Minister of Public Administration
- In office 1 June 2022 – 9 October 2023
- Prime Minister: Robert Golob
- Succeeded by: Franc Props

Personal details
- Born: 14 July 1977 (age 48) Ljubljana, SR Slovenia, SFR Yugoslavia
- Party: Freedom Movement
- Occupation: Politician

= Sanja Ajanović Hovnik =

Slovenian politician (born 1977)

Sanja Ajanović Hovnik (born 14 July 1977) is a Slovenian politician. She serves as the minister of public administration of the Republic of Slovenia in the government of Robert Golob since 2022.

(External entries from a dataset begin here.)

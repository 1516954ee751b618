//! Domain layer public interface.
//!
//! Abstractions shared by the registries and the facades, independent of
//! how state is stored. All consumers import symbols via this module, not
//! by referencing individual files directly.

mod delivery;

pub use delivery::{
    //
    Delivery,
    DeliveryHandle,
    DeliveryHandlePtr,
    DeliveryTag,
    RecordingHandle,
};

/// An opaque message payload.
///
/// The fake never looks inside a message; it only stores and forwards it.
/// Any JSON-shaped value can be published, from plain strings and numbers
/// to nested objects.
pub type Message = serde_json::Value;
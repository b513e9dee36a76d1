use foundation::bounds::ClientRect;
use foundation::ids::SectionId;

use crate::detect::ViewportMetrics;
use crate::error::NavError;
use crate::model::NavEntry;

/// The page as seen by the controller.
///
/// Reads are infallible snapshots; writes report host failures.
pub trait NavView {
    fn metrics(&self) -> ViewportMetrics;
    fn section_rect(&self, id: &SectionId) -> Option<ClientRect>;
    /// Document offset of the section's top edge.
    fn section_offset_top(&self, id: &SectionId) -> Option<f64>;

    /// Appends all entries to the menu in one batch.
    fn append_entries(&mut self, entries: &[NavEntry]) -> Result<(), NavError>;
    fn set_section_active(&mut self, id: &SectionId, active: bool) -> Result<(), NavError>;
    /// Highlights the entry for `anchor` and clears every other entry.
    fn highlight(&mut self, anchor: &SectionId) -> Result<(), NavError>;
    fn clear_highlight(&mut self) -> Result<(), NavError>;
    fn set_nav_bar_visible(&mut self, visible: bool) -> Result<(), NavError>;
    fn set_scroll_top_visible(&mut self, visible: bool) -> Result<(), NavError>;
    fn set_section_expanded(&mut self, id: &SectionId, expanded: bool) -> Result<(), NavError>;
    /// Smooth-scrolls the viewport to document offset `top`.
    fn scroll_to(&mut self, top: f64) -> Result<(), NavError>;
}
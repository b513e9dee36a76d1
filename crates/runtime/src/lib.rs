pub mod event_bus;
pub mod timer;

pub use event_bus::*;
pub use timer::*;
//! Controller configuration.
//!
//! Defaults reproduce the markup contract of the stock landing page, so a page
//! built for it needs no configuration at all. Everything can be overridden
//! from JSON; missing keys keep their defaults.

use foundation::time::Millis;
use serde::{Deserialize, Serialize};

use crate::error::NavError;

/// How overlapping matches in active-section detection are resolved.
#[derive(Debug, Default, Copy, Clone, PartialEq, Eq, Serialize, Deserialize)]
#[serde(rename_all = "snake_case")]
pub enum ActivePolicy {
    /// Only the first straddling section (document order) becomes active.
    #[default]
    FirstMatch,
    /// Every straddling section becomes active; the menu highlight follows
    /// the last of them.
    AllMatches,
}

/// CSS selectors used to discover the page elements.
#[derive(Debug, Clone, PartialEq, Eq, Serialize, Deserialize)]
#[serde(default)]
pub struct Selectors {
    pub nav_list: String,
    pub sections: String,
    pub scroll_top: String,
    pub main: String,
}

impl Default for Selectors {
    fn default() -> Self {
        Self {
            nav_list: "#navbar__list".to_string(),
            sections: "section".to_string(),
            scroll_top: ".to-top".to_string(),
            main: "main".to_string(),
        }
    }
}

/// Class names the page stylesheet reacts to.
#[derive(Debug, Clone, PartialEq, Eq, Serialize, Deserialize)]
#[serde(default)]
pub struct ClassNames {
    pub active_section: String,
    pub nav_link: String,
    pub navbar_show: String,
    pub navbar_hide: String,
    pub collapse_toggle: String,
    pub icon_open: String,
    pub icon_closed: String,
}

impl Default for ClassNames {
    fn default() -> Self {
        Self {
            active_section: "your-active-class".to_string(),
            nav_link: "menu__link".to_string(),
            navbar_show: "navbar_show".to_string(),
            navbar_hide: "navbar_hide".to_string(),
            collapse_toggle: "collapse-arrow".to_string(),
            icon_open: "open-section".to_string(),
            icon_closed: "close-section".to_string(),
        }
    }
}

#[derive(Debug, Clone, PartialEq, Serialize, Deserialize)]
#[serde(default)]
pub struct NavConfig {
    pub selectors: Selectors,
    pub classes: ClassNames,
    /// Attribute on menu entries holding the section id.
    pub anchor_attribute: String,
    /// Attribute on sections holding the menu label.
    pub label_attribute: String,
    /// Inline style applied to the highlighted menu entry.
    pub highlight_style: String,
    /// `min-height` of a collapsed section.
    pub collapsed_min_height: String,
    /// Delay before the navigation bar reappears after the last scroll event.
    pub reveal_delay_ms: u64,
    /// Fraction of the content height past which the back-to-top control shows.
    pub scroll_top_fraction: f64,
    /// Added to a section's offset when scrolling to it, so the section
    /// reliably straddles the threshold after sub-pixel rounding.
    pub offset_correction_px: f64,
    pub active_policy: ActivePolicy,
    /// Write controller trace events to the console.
    pub trace: bool,
}

impl Default for NavConfig {
    fn default() -> Self {
        Self {
            selectors: Selectors::default(),
            classes: ClassNames::default(),
            anchor_attribute: "data-anchor".to_string(),
            label_attribute: "data-nav".to_string(),
            highlight_style: "background: #cc1".to_string(),
            collapsed_min_height: "20vh".to_string(),
            reveal_delay_ms: 800,
            scroll_top_fraction: 0.25,
            offset_correction_px: 1.0,
            active_policy: ActivePolicy::FirstMatch,
            trace: false,
        }
    }
}

impl NavConfig {
    /// Parses a (possibly partial) JSON config and validates it.
    pub fn from_json(text: &str) -> Result<Self, NavError> {
        let text = text.trim();
        let cfg: NavConfig = if text.is_empty() {
            NavConfig::default()
        } else {
            serde_json::from_str(text).map_err(|e| NavError::InvalidConfig(e.to_string()))?
        };
        cfg.validate()?;
        Ok(cfg)
    }

    pub fn to_json(&self) -> Result<String, NavError> {
        serde_json::to_string(self).map_err(|e| NavError::InvalidConfig(e.to_string()))
    }

    pub fn reveal_delay(&self) -> Millis {
        Millis(self.reveal_delay_ms)
    }

    pub fn validate(&self) -> Result<(), NavError> {
        if self.reveal_delay_ms == 0 {
            return Err(NavError::InvalidConfig(
                "reveal_delay_ms must be positive".to_string(),
            ));
        }
        if !(self.scroll_top_fraction > 0.0 && self.scroll_top_fraction <= 1.0) {
            return Err(NavError::InvalidConfig(format!(
                "scroll_top_fraction must be in (0, 1], got {}",
                self.scroll_top_fraction
            )));
        }
        if !self.offset_correction_px.is_finite() {
            return Err(NavError::InvalidConfig(
                "offset_correction_px must be finite".to_string(),
            ));
        }

        let s = &self.selectors;
        let c = &self.classes;
        let required = [
            ("selectors.nav_list", &s.nav_list),
            ("selectors.sections", &s.sections),
            ("selectors.scroll_top", &s.scroll_top),
            ("selectors.main", &s.main),
            ("classes.active_section", &c.active_section),
            ("classes.nav_link", &c.nav_link),
            ("classes.navbar_show", &c.navbar_show),
            ("classes.navbar_hide", &c.navbar_hide),
            ("classes.collapse_toggle", &c.collapse_toggle),
            ("classes.icon_open", &c.icon_open),
            ("classes.icon_closed", &c.icon_closed),
            ("anchor_attribute", &self.anchor_attribute),
            ("label_attribute", &self.label_attribute),
        ];
        if let Some((name, _)) = required.iter().find(|(_, v)| v.trim().is_empty()) {
            return Err(NavError::InvalidConfig(format!("{name} must not be empty")));
        }
        Ok(())
    }
}

#[cfg(test)]
mod tests {
    use super::{ActivePolicy, NavConfig};
    use crate::error::NavError;
    use pretty_assertions::assert_eq;

    #[test]
    fn empty_json_is_default() {
        assert_eq!(NavConfig::from_json("").unwrap(), NavConfig::default());
        assert_eq!(NavConfig::from_json("{}").unwrap(), NavConfig::default());
    }

    #[test]
    fn partial_json_keeps_other_defaults() {
        let cfg = NavConfig::from_json(
            r#"{"reveal_delay_ms": 300, "active_policy": "all_matches", "classes": {"nav_link": "nav-item"}}"#,
        )
        .unwrap();
        assert_eq!(cfg.reveal_delay_ms, 300);
        assert_eq!(cfg.active_policy, ActivePolicy::AllMatches);
        assert_eq!(cfg.classes.nav_link, "nav-item");
        assert_eq!(cfg.classes.navbar_hide, "navbar_hide");
        assert_eq!(cfg.selectors.nav_list, "#navbar__list");
    }

    #[test]
    fn rejects_out_of_range_values() {
        assert!(matches!(
            NavConfig::from_json(r#"{"reveal_delay_ms": 0}"#),
            Err(NavError::InvalidConfig(_))
        ));
        assert!(matches!(
            NavConfig::from_json(r#"{"scroll_top_fraction": 1.5}"#),
            Err(NavError::InvalidConfig(_))
        ));
        assert!(matches!(
            NavConfig::from_json(r#"{"selectors": {"main": " "}}"#),
            Err(NavError::InvalidConfig(msg)) if msg.contains("selectors.main")
        ));
    }

    #[test]
    fn rejects_malformed_json() {
        assert!(matches!(
            NavConfig::from_json("{not json"),
            Err(NavError::InvalidConfig(_))
        ));
    }

    #[test]
    fn json_round_trips() {
        let mut cfg = NavConfig::default();
        cfg.trace = true;
        let back = NavConfig::from_json(&cfg.to_json().unwrap()).unwrap();
        assert_eq!(back, cfg);
    }
}
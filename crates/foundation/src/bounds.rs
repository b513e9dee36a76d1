/// Viewport-relative rectangle, as reported by `getBoundingClientRect`.
///
/// `top`/`bottom` grow downward, in CSS pixels.
#[derive(Copy, Clone, Debug, PartialEq)]
pub struct ClientRect {
    pub top: f64,
    pub bottom: f64,
    pub left: f64,
    pub right: f64,
}

impl ClientRect {
    pub fn new(top: f64, bottom: f64, left: f64, right: f64) -> Self {
        ClientRect {
            top,
            bottom,
            left,
            right,
        }
    }

    /// Full-width rectangle spanning `top..bottom`.
    pub fn vertical(top: f64, bottom: f64) -> Self {
        ClientRect::new(top, bottom, 0.0, 0.0)
    }

    /// True when the horizontal line at `y` passes through the rectangle.
    ///
    /// The top edge is inclusive, the bottom edge exclusive, so two stacked
    /// rectangles sharing an edge never both straddle the same line.
    pub fn straddles(&self, y: f64) -> bool {
        self.bottom > y && self.top <= y
    }
}
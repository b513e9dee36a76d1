//! Inline style and class decisions for the page elements.
//!
//! The DOM view only applies what these functions return.

use foundation::ids::SectionId;

use crate::config::NavConfig;

/// What happens to an element's `style` attribute.
#[derive(Debug, Clone, PartialEq, Eq)]
pub enum InlineStyle {
    Set(String),
    Remove,
}

/// Class pair swapped on one element; `remove` goes first.
#[derive(Debug, Clone, Copy, PartialEq, Eq)]
pub struct ClassSwap<'a> {
    pub add: &'a str,
    pub remove: &'a str,
}

/// Everything that changes when a section is expanded or collapsed.
#[derive(Debug, Clone, PartialEq, Eq)]
pub struct CollapseStyles<'a> {
    pub section: InlineStyle,
    /// The body text next to the toggle's wrapper.
    pub text: InlineStyle,
    pub icon: ClassSwap<'a>,
}

pub fn collapse_styles(expanded: bool, config: &NavConfig) -> CollapseStyles<'_> {
    let c = &config.classes;
    if expanded {
        CollapseStyles {
            section: InlineStyle::Remove,
            text: InlineStyle::Set("display: block".to_string()),
            icon: ClassSwap {
                add: &c.icon_open,
                remove: &c.icon_closed,
            },
        }
    } else {
        CollapseStyles {
            section: InlineStyle::Set(format!("min-height: {}", config.collapsed_min_height)),
            text: InlineStyle::Set("display: none".to_string()),
            icon: ClassSwap {
                add: &c.icon_closed,
                remove: &c.icon_open,
            },
        }
    }
}

/// Style of one menu link, given its anchor attribute and the highlighted
/// section (if any).
pub fn link_style(
    link_anchor: Option<&str>,
    highlighted: Option<&SectionId>,
    config: &NavConfig,
) -> InlineStyle {
    match (link_anchor, highlighted) {
        (Some(anchor), Some(id)) if *id == *anchor => {
            InlineStyle::Set(config.highlight_style.clone())
        }
        _ => InlineStyle::Remove,
    }
}

pub fn nav_bar_classes(visible: bool, config: &NavConfig) -> ClassSwap<'_> {
    let c = &config.classes;
    if visible {
        ClassSwap {
            add: &c.navbar_show,
            remove: &c.navbar_hide,
        }
    } else {
        ClassSwap {
            add: &c.navbar_hide,
            remove: &c.navbar_show,
        }
    }
}

pub fn scroll_top_style(visible: bool) -> InlineStyle {
    if visible {
        InlineStyle::Set("display: block".to_string())
    } else {
        InlineStyle::Remove
    }
}
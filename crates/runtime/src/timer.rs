use foundation::time::Millis;

/// Opaque handle to a scheduled deferred callback.
#[derive(Copy, Clone, Debug, PartialEq, Eq, PartialOrd, Ord, Hash)]
pub struct TimerHandle(u64);

impl TimerHandle {
    pub fn new(raw: u64) -> Self {
        TimerHandle(raw)
    }

    pub fn raw(self) -> u64 {
        self.0
    }
}

#[derive(Debug, Clone, PartialEq, Eq)]
pub enum TimerError {
    /// No host event loop to schedule on (e.g. no `window`).
    Unavailable,
    Host(String),
}

impl std::fmt::Display for TimerError {
    fn fmt(&self, f: &mut std::fmt::Formatter<'_>) -> std::fmt::Result {
        match self {
            TimerError::Unavailable => write!(f, "timer host unavailable"),
            TimerError::Host(msg) => write!(f, "timer host error: {msg}"),
        }
    }
}

impl std::error::Error for TimerError {}

/// Deferred-callback driver.
///
/// The driver only hands out handles; delivering a fired handle back to its
/// owner is up to the caller (a browser dispatch closure, or
/// [`VirtualTimers::advance`] in tests).
pub trait TimerDriver {
    fn schedule(&mut self, delay: Millis) -> Result<TimerHandle, TimerError>;

    /// Cancels a pending timer.
    ///
    /// Returns `true` if the timer was still pending.
    fn cancel(&mut self, handle: TimerHandle) -> bool;

    /// Forgets a timer that has already fired.
    fn release(&mut self, handle: TimerHandle);
}

/// Deterministic virtual clock.
///
/// Ordering contract: timers fire by `(due, scheduling order)`, so replays
/// with the same inputs always produce the same sequence.
#[derive(Debug, Default)]
pub struct VirtualTimers {
    now: Millis,
    next_handle: u64,
    pending: Vec<(Millis, TimerHandle)>,
}

impl VirtualTimers {
    pub fn new() -> Self {
        Self::default()
    }

    pub fn now(&self) -> Millis {
        self.now
    }

    pub fn pending_count(&self) -> usize {
        self.pending.len()
    }

    /// Advances the clock and returns every timer that came due, in firing order.
    pub fn advance(&mut self, by: Millis) -> Vec<TimerHandle> {
        self.now = self.now + by;
        // Handles are allocated monotonically, so they double as the insertion order.
        self.pending.sort_by(|(da, ha), (db, hb)| da.cmp(db).then_with(|| ha.cmp(hb)));

        let now = self.now;
        let split = self.pending.partition_point(|(due, _)| *due <= now);
        self.pending.drain(..split).map(|(_, h)| h).collect()
    }
}

impl TimerDriver for VirtualTimers {
    fn schedule(&mut self, delay: Millis) -> Result<TimerHandle, TimerError> {
        let handle = TimerHandle(self.next_handle);
        self.next_handle = self.next_handle.wrapping_add(1);
        self.pending.push((self.now + delay, handle));
        Ok(handle)
    }

    fn cancel(&mut self, handle: TimerHandle) -> bool {
        let before = self.pending.len();
        self.pending.retain(|(_, h)| *h != handle);
        self.pending.len() != before
    }

    fn release(&mut self, _handle: TimerHandle) {}
}

#[cfg(test)]
mod tests {
    use super::{TimerDriver, VirtualTimers};
    use foundation::time::Millis;

    #[test]
    fn fires_when_due() {
        let mut t = VirtualTimers::new();
        let h = t.schedule(Millis(800)).unwrap();
        assert!(t.advance(Millis(799)).is_empty());
        assert_eq!(t.advance(Millis(1)), vec![h]);
        assert_eq!(t.pending_count(), 0);
    }

    #[test]
    fn fires_in_due_then_schedule_order() {
        let mut t = VirtualTimers::new();
        let late = t.schedule(Millis(50)).unwrap();
        let a = t.schedule(Millis(10)).unwrap();
        let b = t.schedule(Millis(10)).unwrap();
        assert_eq!(t.advance(Millis(100)), vec![a, b, late]);
    }

    #[test]
    fn cancelled_timers_never_fire() {
        let mut t = VirtualTimers::new();
        let h = t.schedule(Millis(5)).unwrap();
        assert!(t.cancel(h));
        assert!(!t.cancel(h));
        assert!(t.advance(Millis(10)).is_empty());
    }

    #[test]
    fn delays_are_relative_to_now() {
        let mut t = VirtualTimers::new();
        t.advance(Millis(1000));
        let h = t.schedule(Millis(800)).unwrap();
        assert!(t.advance(Millis(700)).is_empty());
        assert_eq!(t.advance(Millis(100)), vec![h]);
        assert_eq!(t.now(), Millis(1800));
    }
}
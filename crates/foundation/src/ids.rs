use std::fmt;

/// Identifier of a page section (the element `id`).
///
/// Also used as the anchor carried by the matching navigation entry.
#[derive(Clone, Debug, PartialEq, Eq, PartialOrd, Ord, Hash)]
pub struct SectionId(String);

impl SectionId {
    pub fn new(id: impl Into<String>) -> Self {
        SectionId(id.into())
    }

    pub fn as_str(&self) -> &str {
        &self.0
    }

    pub fn is_empty(&self) -> bool {
        self.0.trim().is_empty()
    }
}

impl fmt::Display for SectionId {
    fn fmt(&self, f: &mut fmt::Formatter<'_>) -> fmt::Result {
        f.write_str(&self.0)
    }
}

impl From<&str> for SectionId {
    fn from(s: &str) -> Self {
        SectionId::new(s)
    }
}

impl From<String> for SectionId {
    fn from(s: String) -> Self {
        SectionId(s)
    }
}

impl PartialEq<str> for SectionId {
    fn eq(&self, other: &str) -> bool {
        self.0 == other
    }
}
//! # Transfer Operator
//!
//! Moves available stock between locations and/or QA statuses inside one
//! warehouse.
//!
//! ## One Leg
//! ```text
//! ┌─────────────────────────────────────────────────────────────────────────┐
//! │  source line (L1, A)                      destination line (L2, A)      │
//! │  origin/onhand/available −15  ───────►   origin/onhand/available +15    │
//! │                                           (merged or newly created)     │
//! │                                                                         │
//! │  ledger:  TRANSFER TR-1 group G  source  −15   counterpart = dest       │
//! │           TRANSFER TR-1 group G  dest    +15   counterpart = source     │
//! └─────────────────────────────────────────────────────────────────────────┘
//! ```
//!
//! Allocated and suspended stock never moves; a QA change of held stock is a
//! `release_hold` followed by a transfer. [`TransferOperator::move_by_available`]
//! walks the source lines oldest first and may produce several legs, all
//! sharing one group id.

use sqlx::{Connection, SqliteConnection, SqlitePool};
use tracing::{debug, info};

use depot_core::allocation::{order_candidates, plan_picks};
use depot_core::putaway::MergeKey;
use depot_core::transfer::ensure_moves;
use depot_core::{
    AllocationPolicy, CoreError, InventoryLine, MovementGroupId, MovementRefType, NewMovement,
    QuantityDelta, TransferByAvailable, TransferByLine, TransferLeg, TransferOutcome,
};

use crate::config::EngineSettings;
use crate::error::DbResult;
use crate::repository::inventory::{self, NewLine};
use crate::repository::{ledger, location, policy};

/// Location / QA-status moves.
#[derive(Debug, Clone)]
pub struct TransferOperator {
    pool: SqlitePool,
    settings: EngineSettings,
}

/// Where a leg goes and under which reference.
struct LegTarget<'a> {
    to_location: &'a str,
    to_qa: &'a str,
    ref_id: &'a str,
    actor: &'a str,
    reason: Option<String>,
}

impl TransferOperator {
    pub fn new(pool: SqlitePool, settings: EngineSettings) -> Self {
        TransferOperator { pool, settings }
    }

    // =========================================================================
    // By Line
    // =========================================================================

    /// Moves `req.qty` out of one identified line.
    ///
    /// ## Errors
    /// * `WarehouseMismatch` / `LocationMismatch` - the line is not where the
    ///   operator said it is
    /// * `LocationNotRegistered` - unknown destination
    /// * `InsufficientQuantity` - the line has less available than requested
    pub async fn move_by_line_id(&self, req: &TransferByLine) -> DbResult<TransferOutcome> {
        let mut conn = self.pool.acquire().await?;
        self.move_by_line_id_in(&mut conn, req).await
    }

    pub async fn move_by_line_id_in(
        &self,
        conn: &mut SqliteConnection,
        req: &TransferByLine,
    ) -> DbResult<TransferOutcome> {
        req.validate()?;

        let mut tx = conn.begin().await?;

        inventory::lock_line(&mut tx, &req.line_id).await?;
        let source = inventory::get_line(&mut tx, &req.line_id).await?;

        if source.whs_code != req.from_whs {
            return Err(CoreError::WarehouseMismatch {
                line_id: source.id,
                expected: req.from_whs.clone(),
                actual: source.whs_code,
            }
            .into());
        }
        if source.location_code != req.from_location {
            return Err(CoreError::LocationMismatch {
                line_id: source.id,
                expected: req.from_location.clone(),
                actual: source.location_code,
            }
            .into());
        }

        let to_qa = req.to_qa_status.clone().unwrap_or_else(|| source.qa_status.clone());
        ensure_moves(&source, &req.to_location, &to_qa)?;
        ensure_registered(&mut tx, &source.whs_code, &req.to_location).await?;

        let group = MovementGroupId::generate();
        let target = LegTarget {
            to_location: &req.to_location,
            to_qa: &to_qa,
            ref_id: &req.ref_id,
            actor: &req.actor,
            reason: req.reason.clone(),
        };
        let leg = self.move_leg(&mut tx, &source, req.qty, &target, &group).await?;

        tx.commit().await?;

        let outcome = TransferOutcome {
            group_id: group.as_str().to_string(),
            legs: vec![leg],
        };
        info!(
            ref_id = %req.ref_id,
            line_id = %req.line_id,
            to = %req.to_location,
            qty = req.qty,
            "Transfer committed"
        );
        Ok(outcome)
    }

    // =========================================================================
    // By Available
    // =========================================================================

    /// Moves `req.qty` of an item out of a location, drawing from its lines
    /// oldest first.
    ///
    /// ## Errors
    /// * `InsufficientStock` - the location holds less available than requested
    /// * `LocationNotRegistered` - unknown destination
    pub async fn move_by_available(&self, req: &TransferByAvailable) -> DbResult<TransferOutcome> {
        let mut conn = self.pool.acquire().await?;
        self.move_by_available_in(&mut conn, req).await
    }

    pub async fn move_by_available_in(
        &self,
        conn: &mut SqliteConnection,
        req: &TransferByAvailable,
    ) -> DbResult<TransferOutcome> {
        req.validate()?;

        let mut tx = conn.begin().await?;

        inventory::lock_place(&mut tx, &req.whs_code, &req.from_location, &req.item_id).await?;
        ensure_registered(&mut tx, &req.whs_code, &req.to_location).await?;

        let mut sources: Vec<InventoryLine> =
            inventory::list_at_place(&mut tx, &req.whs_code, &req.from_location, &req.item_id)
                .await?
                .into_iter()
                .filter(|line| line.owner_code == req.owner_code)
                .filter(|line| req.barcode.as_ref().map_or(true, |b| &line.barcode == b))
                .filter(|line| req.qa_status.as_ref().map_or(true, |q| &line.qa_status == q))
                .collect();
        order_candidates(&mut sources, AllocationPolicy::Fifo);

        let plan = plan_picks(&req.item_id, &req.whs_code, &sources, req.qty)?;
        debug!(ref_id = %req.ref_id, legs = plan.len(), "Transfer planned");

        let group = MovementGroupId::generate();
        let mut legs = Vec::with_capacity(plan.len());

        for pick in &plan {
            let Some(source) = sources.iter().find(|line| line.id == pick.line_id) else {
                return Err(CoreError::LineNotFound(pick.line_id.clone()).into());
            };

            let to_qa = req.to_qa_status.clone().unwrap_or_else(|| source.qa_status.clone());
            ensure_moves(source, &req.to_location, &to_qa)?;

            let target = LegTarget {
                to_location: &req.to_location,
                to_qa: &to_qa,
                ref_id: &req.ref_id,
                actor: &req.actor,
                reason: req.reason.clone(),
            };
            legs.push(self.move_leg(&mut tx, source, pick.qty, &target, &group).await?);
        }

        tx.commit().await?;

        let outcome = TransferOutcome {
            group_id: group.as_str().to_string(),
            legs,
        };
        info!(
            ref_id = %req.ref_id,
            item = %req.item_id,
            from = %req.from_location,
            to = %req.to_location,
            qty = outcome.total_qty(),
            legs = outcome.legs.len(),
            "Transfer committed"
        );
        Ok(outcome)
    }

    // =========================================================================
    // Leg
    // =========================================================================

    async fn move_leg(
        &self,
        conn: &mut SqliteConnection,
        source: &InventoryLine,
        qty: i64,
        target: &LegTarget<'_>,
        group: &MovementGroupId,
    ) -> DbResult<TransferLeg> {
        let out = QuantityDelta::transfer_out(qty);
        let source_after =
            inventory::mutate_quantities(conn, &source.id, &out, Some(qty), target.actor).await?;

        let owner_policy = policy::resolve(conn, &source.owner_code, &self.settings).await?;
        let key = MergeKey::for_destination(
            source,
            target.to_location,
            target.to_qa,
            owner_policy.putaway_match_dates,
        );

        let incoming = QuantityDelta::receive(qty);
        let destination = match inventory::find_merge_target(conn, &key).await? {
            Some(existing) => {
                inventory::mutate_quantities(conn, &existing.id, &incoming, None, target.actor).await?
            }
            None => {
                let new_line = NewLine::transfer_of(
                    source,
                    target.to_location,
                    target.to_qa,
                    qty,
                    target.ref_id,
                    target.actor,
                );
                inventory::create_line(conn, &new_line).await?
            }
        };

        ledger::append(
            conn,
            &NewMovement::new(&source_after.id, group, MovementRefType::Transfer, target.ref_id, out, target.actor)
                .from_place(source_after.place())
                .to_place(destination.place())
                .counterpart(&destination.id)
                .reason(target.reason.clone()),
        )
        .await?;
        ledger::append(
            conn,
            &NewMovement::new(&destination.id, group, MovementRefType::Transfer, target.ref_id, incoming, target.actor)
                .from_place(source_after.place())
                .to_place(destination.place())
                .counterpart(&source_after.id)
                .reason(target.reason.clone()),
        )
        .await?;

        Ok(TransferLeg {
            qty,
            source: source_after,
            destination,
        })
    }
}

async fn ensure_registered(
    conn: &mut SqliteConnection,
    whs_code: &str,
    location_code: &str,
) -> DbResult<()> {
    if location::is_registered(conn, whs_code, location_code).await? {
        Ok(())
    } else {
        Err(CoreError::LocationNotRegistered {
            whs_code: whs_code.to_string(),
            location_code: location_code.to_string(),
        }
        .into())
    }
}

== Early life and career ==
Hovnik was born on 14 July 1977, in Ljubljana, Slovenia. She attended the University of Ljubljana, where she graduated in work process optimization in state administration, and later also received her master's degree from the same institution in Business Administration. She is currently a PhD candidate in the field of economics of national policies.

== Career ==
She has been working as a civil servant since 2008. Between 2015 and 2018, she served as Secretary of Party of Alenka Bratušek parliamentary group in the National Assembly. In 2018, she became the Secretary of the Advocate of the Principle of Equality, and in 2019 the Deputy Director of the Development and European Cohesion Policy of Slovenia, where she was responsible for European Territorial Cooperation. Since May 2020, she has been employed by the Agency for Agricultural Markets and Rural Development. She is a member of the Freedom Movement, where she heads the party's program committee.

=== Minister of Public Administration ===
From 1 June 2022, she has been the minister of public administration in the 15th Government of Slovenia. At the hearing on 30 May, she highlighted as the first steps the appointment of a government negotiating team to overhaul the wage system and the start of negotiations with the unions.